> What the task asks
Restate the lines exactly, starting at the line that contains "pub mod normalizer;" and finishing with the final line of the records.

> Listed entries
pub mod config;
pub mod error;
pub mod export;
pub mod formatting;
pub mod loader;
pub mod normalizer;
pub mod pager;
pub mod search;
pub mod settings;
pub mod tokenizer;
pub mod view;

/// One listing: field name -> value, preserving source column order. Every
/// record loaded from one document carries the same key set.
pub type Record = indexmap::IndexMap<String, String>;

> Reply to the exercise
pub mod normalizer;
pub mod pager;
pub mod search;
pub mod settings;
pub mod tokenizer;
pub mod view;

/// One listing: field name -> value, preserving source column order. Every
/// record loaded from one document carries the same key set.
pub type Record = indexmap::IndexMap<String, String>;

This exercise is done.